Copy exactly, please, the lines of the data from its start through the line containing "-- the independent".

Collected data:
┌──

use super::{Moduli, StiffnessMatrix};
use crate::base::{ComponentSystem, StressUnits, SymmetryName};
use crate::StrError;

/// Holds the moduli of a crystal symmetry together with the corresponding stiffness matrix
///
/// The stiffness matrix is the source of truth: after a change of component system or units,
/// the moduli are recomputed from the matrix entries.
#[derive(Clone, Debug)]
pub struct SymmetryModuli {
    moduli: Moduli,
    stiffness: StiffnessMatrix,
}

impl SymmetryModuli {
    /// Allocates a new instance
    ///
    /// # Input
    ///
    /// * `moduli` -- the independent moduli given in `system` and `units`
    pub fn new(moduli: Moduli, system: ComponentSystem, units: StressUnits) -> Result<Self, StrError> {
        let stiffness = StiffnessMatrix::new(&moduli.expand(system), system, units)?;
        Ok(SymmetryModuli { moduli, stiffness })
    }

    /// Allocates isotropic moduli from the bulk modulus K and the shear modulus G
    ///
    /// ```text
    /// c11 = (3K + 4G) / 3
    /// c12 = (3K − 2G) / 3
    /// ```
    pub fn isotropic_from_k_g(k: f64, g: f64, system: ComponentSystem, units: StressUnits) -> Result<Self, StrError> {
        let (c11, c12) = isotropic_c11_c12(k, g);
        SymmetryModuli::new(Moduli::Isotropic { c11, c12 }, system, units)
    }

    /// Allocates isotropic moduli from Young's modulus E and Poisson's coefficient ν
    pub fn isotropic_from_e_nu(e: f64, nu: f64, system: ComponentSystem, units: StressUnits) -> Result<Self, StrError> {
        let (k, g) = k_g_from_e_nu(e, nu);
        SymmetryModuli::isotropic_from_k_g(k, g, system, units)
    }

    /// Allocates cubic moduli from the bulk modulus K and the shear moduli Gd and Gs
    ///
    /// * `gd` -- shear modulus involving the diagonal strains
    /// * `gs` -- shear modulus involving the off-diagonal strains
    pub fn cubic_from_k_gd_gs(
        k: f64,
        gd: f64,
        gs: f64,
        system: ComponentSystem,
        units: StressUnits,
    ) -> Result<Self, StrError> {
        let (c11, c12) = isotropic_c11_c12(k, gd);
        let c44 = if system == ComponentSystem::VoigtGamma { gs } else { 2.0 * gs };
        SymmetryModuli::new(Moduli::Cubic { c11, c12, c44 }, system, units)
    }

    /// Returns the current moduli
    pub fn moduli(&self) -> &Moduli {
        &self.moduli
    }

    /// Returns the symmetry
    pub fn symmetry(&self) -> SymmetryName {
        self.moduli.symmetry()
    }

    /// Returns the stiffness matrix
    pub fn stiffness(&self) -> &StiffnessMatrix {
        &self.stiffness
    }

    /// Returns the component system
    pub fn system(&self) -> ComponentSystem {
        self.stiffness.system()
    }

    /// Returns the units
    pub fn units(&self) -> StressUnits {
        self.stiffness.units()
    }

    /// Changes the component system and recomputes the moduli
    pub fn set_system(&mut self, system: ComponentSystem) {
        self.stiffness.set_system(system);
        self.recompute();
    }

    /// Changes the units and recomputes the moduli
    pub fn set_units(&mut self, units: StressUnits) {
        self.stiffness.set_units(units);
        self.recompute();
    }

    /// Recomputes the moduli from the current stiffness matrix
    pub fn recompute(&mut self) {
        self.moduli = Moduli::read_back(self.moduli.symmetry(), self.stiffness.matrix());
    }

    /// Returns the bulk modulus `K = (c11 + 2 c12) / 3`
    pub fn bulk_modulus(&self) -> f64 {
        let m = self.stiffness.matrix();
        (m.get(0, 0) + 2.0 * m.get(0, 1)) / 3.0
    }

    /// Returns the shear modulus involving the diagonal strains `Gd = (c11 − c12) / 2`
    pub fn shear_modulus_diagonal(&self) -> f64 {
        let m = self.stiffness.matrix();
        (m.get(0, 0) - m.get(0, 1)) / 2.0
    }

    /// Returns the shear modulus involving the off-diagonal strains
    ///
    /// `Gs = c44` under VoigtGamma and `Gs = c44 / 2` otherwise
    pub fn shear_modulus_offdiagonal(&self) -> f64 {
        let c44 = self.stiffness.matrix().get(3, 3);
        if self.system() == ComponentSystem::VoigtGamma {
            c44
        } else {
            0.5 * c44
        }
    }

    /// Returns the shear modulus of a uniform orientation distribution `G = 0.6 Gs + 0.4 Gd`
    pub fn isotropic_shear_modulus(&self) -> f64 {
        0.6 * self.shear_modulus_offdiagonal() + 0.4 * self.shear_modulus_diagonal()
    }

    /// Returns Zener's anisotropy ratio `A = Gs / Gd`
    pub fn zener_ratio(&self) -> f64 {
        self.shear_modulus_offdiagonal() / self.shear_modulus_diagonal()
    }
}

/// Returns (c11, c12) from the bulk and shear moduli
pub(crate) fn isotropic_c11_c12(k: f64, g: f64) -> (f64, f64) {
    ((3.0 * k + 4.0 * g) / 3.0, (3.0 * k - 2.0 * g) / 3.0)
}

/// Returns (K, G) from Young's modulus and Poisson's coefficient
pub(crate) fn k_g_from_e_nu(e: f64, nu: f64) -> (f64, f64) {
    (e / (1.0 - 2.0 * nu) / 3.0, e / (1.0 + nu) / 2.0)
}

////////////////////////////////////////////////////////////////////////////////////////////////////////////////////////

#[cfg(test)]
mod tests {
    use super::SymmetryModuli;
    use crate::base::{check_matrix, diag6, ComponentSystem, StressUnits, SymmetryName};
    use crate::elasticity::Moduli;
    use russell_lab::{approx_eq, mat_vec_mul, Vector};

    const GPA: StressUnits = StressUnits::GPa;

    fn identity_for(system: ComponentSystem) -> [[f64; 6]; 6] {
        if system == ComponentSystem::VoigtGamma {
            diag6(0.5)
        } else {
            diag6(1.0)
        }
    }

    #[test]
    fn identity_stiffness_works() {
        for system in ComponentSystem::all() {
            let correct = identity_for(system);

            let iso = SymmetryModuli::isotropic_from_k_g(1.0 / 3.0, 0.5, system, GPA).unwrap();
            check_matrix(iso.stiffness().matrix(), &correct, 1e-15);

            let cubic = SymmetryModuli::cubic_from_k_gd_gs(1.0 / 3.0, 0.5, 0.5, system, GPA).unwrap();
            check_matrix(cubic.stiffness().matrix(), &correct, 1e-15);

            let c44 = if system == ComponentSystem::VoigtGamma { 0.5 } else { 1.0 };
            let hex = Moduli::Hexagonal {
                c11: 1.0,
                c12: 0.0,
                c13: 0.0,
                c33: 1.0,
                c44,
            };
            let hex = SymmetryModuli::new(hex, system, GPA).unwrap();
            check_matrix(hex.stiffness().matrix(), &correct, 1e-15);

            let mut cij = [0.0; 21];
            for (k, i) in [0, 6, 11, 15, 18, 20].iter().enumerate() {
                cij[*i] = correct[k][k];
            }
            let tri = SymmetryModuli::new(Moduli::Triclinic { cij }, system, GPA).unwrap();
            check_matrix(tri.stiffness().matrix(), &correct, 1e-15);
        }
    }

    #[test]
    fn from_e_nu_works() {
        let iso = SymmetryModuli::isotropic_from_e_nu(1.0, 0.0, ComponentSystem::Mandel, GPA).unwrap();
        check_matrix(iso.stiffness().matrix(), &diag6(1.0), 1e-15);
        approx_eq(iso.bulk_modulus(), 1.0 / 3.0, 1e-15);
        approx_eq(iso.shear_modulus_diagonal(), 0.5, 1e-15);
    }

    #[test]
    fn isotropic_eigenvalues_work() {
        let (kk, gg) = (2.3, 1.5);
        let iso = SymmetryModuli::isotropic_from_k_g(kk, gg, ComponentSystem::Mandel, GPA).unwrap();
        let basis = [
            ([1.0, 1.0, 1.0, 0.0, 0.0, 0.0], 3.0 * kk),
            ([1.0, -1.0, 0.0, 0.0, 0.0, 0.0], 2.0 * gg),
            ([1.0, 0.0, -1.0, 0.0, 0.0, 0.0], 2.0 * gg),
            ([0.0, 0.0, 0.0, 1.0, 0.0, 0.0], 2.0 * gg),
            ([0.0, 0.0, 0.0, 0.0, 1.0, 0.0], 2.0 * gg),
            ([0.0, 0.0, 0.0, 0.0, 0.0, 1.0], 2.0 * gg),
        ];
        let mut cu = Vector::new(6);
        for (u, lambda) in &basis {
            let u = Vector::from(u);
            mat_vec_mul(&mut cu, 1.0, iso.stiffness().matrix(), &u).unwrap();
            for i in 0..6 {
                approx_eq(cu[i], lambda * u[i], 1e-14);
            }
        }
    }

    #[test]
    fn derived_properties_are_system_invariant() {
        let (kk, gd, gs) = (3.1, 5.2, 7.3);
        let mut cubic = SymmetryModuli::cubic_from_k_gd_gs(kk, gd, gs, ComponentSystem::Mandel, GPA).unwrap();
        for system in [
            ComponentSystem::VoigtGamma,
            ComponentSystem::VoigtEpsilon,
            ComponentSystem::Mandel,
            ComponentSystem::VoigtEpsilon,
            ComponentSystem::VoigtGamma,
        ] {
            cubic.set_system(system);
            assert_eq!(cubic.system(), system);
            approx_eq(cubic.bulk_modulus(), kk, 1e-14);
            approx_eq(cubic.shear_modulus_diagonal(), gd, 1e-14);
            approx_eq(cubic.shear_modulus_offdiagonal(), gs, 1e-14);
            approx_eq(cubic.isotropic_shear_modulus(), 0.6 * gs + 0.4 * gd, 1e-14);
            approx_eq(cubic.zener_ratio(), gs / gd, 1e-14);
        }
    }

    #[test]
    fn set_system_recomputes_moduli() {
        let moduli = Moduli::Cubic {
            c11: 2.3,
            c12: 4.5,
            c44: 7.8,
        };
        let mut cubic = SymmetryModuli::new(moduli, ComponentSystem::VoigtGamma, GPA).unwrap();
        assert_eq!(cubic.symmetry(), SymmetryName::Cubic);
        cubic.set_system(ComponentSystem::VoigtEpsilon);
        assert_eq!(cubic.moduli().to_flat(), &[2.3, 4.5, 15.6]);
        cubic.set_system(ComponentSystem::VoigtGamma);
        assert_eq!(cubic.moduli(), &moduli);

        cubic.set_units(StressUnits::MPa);
        assert_eq!(cubic.units(), StressUnits::MPa);
        let flat = cubic.moduli().to_flat();
        approx_eq(flat[0], 2300.0, 1e-12);
        approx_eq(flat[2], 7800.0, 1e-12);
    }
}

└──

- [RESULT OF THIS TASK]:
use super::{Moduli, StiffnessMatrix};
use crate::base::{ComponentSystem, StressUnits, SymmetryName};
use crate::StrError;

/// Holds the moduli of a crystal symmetry together with the corresponding stiffness matrix
///
/// The stiffness matrix is the source of truth: after a change of component system or units,
/// the moduli are recomputed from the matrix entries.
#[derive(Clone, Debug)]
pub struct SymmetryModuli {
    moduli: Moduli,
    stiffness: StiffnessMatrix,
}

impl SymmetryModuli {
    /// Allocates a new instance
    ///
    /// # Input
    ///
    /// * `moduli` -- the independent moduli given in `system` and `units`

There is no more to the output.